> **RECORDS**:
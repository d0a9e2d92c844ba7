use std::collections::HashMap;

/// A leaf MIME part, body already transfer-decoded
#[derive(Debug, Clone)]
pub struct MimePart {
    /// Content-Type header value
    pub content_type: String,
    /// Content-Disposition header value (e.g., "attachment")
    pub content_disposition: Option<String>,
    /// Filename from Content-Disposition or Content-Type
    pub filename: Option<String>,
    /// Declared Content-Transfer-Encoding, if any
    pub encoding: Option<String>,
    pub body: Vec<u8>,
    /// Explicit attachment disposition or non-text type
    pub is_attachment: bool,
}

impl Default for MimePart {
    fn default() -> Self {
        MimePart {
            content_type: "text/plain".to_string(),
            content_disposition: None,
            filename: None,
            encoding: None,
            body: Vec::new(),
            is_attachment: false,
        }
    }
}

impl MimePart {
    /// Lower-cased `type/subtype` without parameters
    pub fn mime_type(&self) -> String {
        self.content_type
            .split(';')
            .next()
            .unwrap_or("")
            .trim()
            .to_lowercase()
    }

    pub fn is_text(&self) -> bool {
        self.mime_type().starts_with("text/")
    }
}

/// Parsed email with the body candidates separated
#[derive(Debug, Clone, Default)]
pub struct ParsedEmail {
    /// Lower-cased header names
    pub headers: HashMap<String, String>,
    pub text_body: Option<String>,
    pub html_body: Option<String>,
    /// Non-text parts in message order
    pub attachments: Vec<MimePart>,
    /// True when the top level was a multipart container
    pub multipart: bool,
}

impl ParsedEmail {
    pub fn new() -> Self {
        ParsedEmail::default()
    }

    pub fn header(&self, name: &str) -> Option<&str> {
        self.headers.get(&name.to_lowercase()).map(String::as_str)
    }

    /// Top-level transfer encoding, lower-cased
    pub fn transfer_encoding(&self) -> Option<String> {
        self.header("content-transfer-encoding")
            .map(|e| e.trim().to_lowercase())
            .filter(|e| !e.is_empty())
    }

    pub fn total_attachment_size(&self) -> usize {
        self.attachments.iter().map(|a| a.body.len()).sum()
    }

    pub fn has_attachments(&self) -> bool {
        !self.attachments.is_empty()
    }
}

> **REQUIREMENT**:
What is needed is each line of the entries that contains the word "bool".

> **ANSWER SPACE**:
    pub is_attachment: bool,
    pub fn is_text(&self) -> bool {
    pub multipart: bool,
    pub fn has_attachments(&self) -> bool {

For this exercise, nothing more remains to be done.